Twin-to-Twin Transfusion Syndrome (TTTS) is a condition in which identical twins share blood supply due to an anomaly with the blood vessel connections of the placenta. Because of the connection, the smaller twin acts as a donor for the larger recipient twin – who receives excess fluid resulting in an enlarged bladder and an increase in amniotic fluid. For the donor twin, the lower levels of fluid can reduce bladder size and decrease amniotic fluid. The condition can be fatal for both twins.
Twin-twin transfusion syndrome treatments vary and may include fetoscopic laser surgery. The Colorado Fetal Care Center’s Dr. Timothy Crombleholme has performed more than 900 cases of TTTS, with high survival rates. At the CFCC, survival rates for one twin is more than 94% and is more than 85% for both twins if there is no growth restriction.
Under the direction of Dr. Crombleholme, the Colorado Fetal Care Center provides evaluation and treatment of pregnancies complicated by TTTS.

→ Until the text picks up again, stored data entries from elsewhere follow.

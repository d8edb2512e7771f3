/* Analyze command - per-field layout report */

use super::common::load_schema;
use crate::layout::{Addressing, EntityLayout};
use crate::schema::Schema;
use serde_json::{Value, json};
use std::path::PathBuf;

fn layout_json(schema: &Schema) -> Value {
  let entities: Vec<Value> = schema
    .struct_ids()
    .map(|id| {
      let layout = EntityLayout::resolve(schema, id);
      let def = layout.def;
      let fields: Vec<Value> = layout
        .fields
        .iter()
        .map(|fl| {
          let (kind, position) = match fl.addressing {
            Addressing::Static { offset } => ("static", offset),
            Addressing::Vtable { voffset } => ("vtable", voffset as u64),
          };
          json!({
            "name": fl.field.name,
            "category": format!("{:?}", fl.category),
            "addressing": kind,
            "position": position,
            "size": fl.inline_size,
            "align": fl.inline_alignment,
            "referenceable": fl.directly_referenceable,
            "deprecated": fl.field.deprecated,
          })
        })
        .collect();
      json!({
        "name": schema.dotted_name(def.namespace, &def.name),
        "fixed": def.fixed,
        "bytesize": def.bytesize,
        "minalign": def.minalign,
        "fields": fields,
      })
    })
    .collect();
  json!({ "entities": entities })
}

fn print_layout_tables(schema: &Schema) {
  for id in schema.struct_ids() {
    let layout = EntityLayout::resolve(schema, id);
    let def = layout.def;
    let name = schema.dotted_name(def.namespace, &def.name);
    if def.fixed {
      println!("[~] struct {} (size {}, align {})", name, def.bytesize, def.minalign);
    } else {
      println!("[~] table {}", name);
    }
    for fl in &layout.fields {
      let position = match fl.addressing {
        Addressing::Static { offset } => format!("@{}", offset),
        Addressing::Vtable { voffset } => format!("vt{}", voffset),
      };
      let mut flags = Vec::new();
      if fl.directly_referenceable {
        flags.push("ref");
      }
      if fl.field.deprecated {
        flags.push("deprecated");
      }
      if fl.field.required {
        flags.push("required");
      }
      if fl.field.key {
        flags.push("key");
      }
      println!(
        "    {:<24} {:<10} {:>6} size {:>4} align {:>2} {}",
        fl.field.name,
        format!("{:?}", fl.category),
        position,
        fl.inline_size,
        fl.inline_alignment,
        flags.join(",")
      );
    }
    println!();
  }
}

/* Execute the analyze command */
pub fn run(files: Vec<PathBuf>, json: bool) -> anyhow::Result<()> {
  let schema = load_schema(&files, None, !json)?;
  if json {
    println!("{}", serde_json::to_string_pretty(&layout_json(&schema))?);
  } else {
    println!();
    print_layout_tables(&schema);
  }
  Ok(())
}

#[cfg(test)]
mod tests {
  use super::*;
  use crate::schema::SchemaResolver;
  use idl_types::SchemaFile;

  #[test]
  fn test_layout_json_reports_positions() {
    let yaml = r#"
definitions:
  - name: Vec2
    kind:
      struct:
        fields: [{ name: x, type: float }, { name: y, type: double }]
  - name: Body
    kind:
      table:
        fields: [{ name: pos, type: Vec2 }, { name: label, type: string }]
"#;
    let mut resolver = SchemaResolver::new();
    resolver.add_file(SchemaFile::from_yaml(yaml).unwrap()).unwrap();
    let schema = resolver.resolve().unwrap();

    let report = layout_json(&schema);
    let vec2 = &report["entities"][0];
    assert_eq!(vec2["bytesize"], 16);
    assert_eq!(vec2["fields"][1]["position"], 8);
    assert_eq!(vec2["fields"][1]["addressing"], "static");

    let body = &report["entities"][1];
    assert_eq!(body["fields"][1]["addressing"], "vtable");
    assert_eq!(body["fields"][1]["position"], 6);
    assert_eq!(body["fields"][1]["size"], 8);
  }
}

Treatment of twin-twin transfusion syndrome is one of the most challenging clinical problems concerning multiple gestations. Approximately 20 percent of all twin pregnancies are monochorionic, and the incidence of TTTS in monochorionic diamniotic gestations is approximately 5 to 15 percent. TTTS is a phenomenon almost exclusive to monochorionic pregnancies.
The natural history of severe TTTS is well established with mortality rates approaching 80 percent to 100 percent if left untreated, especially when it presents prior to 20 weeks gestation in which case it tends to be more severe and more rapidly progressive.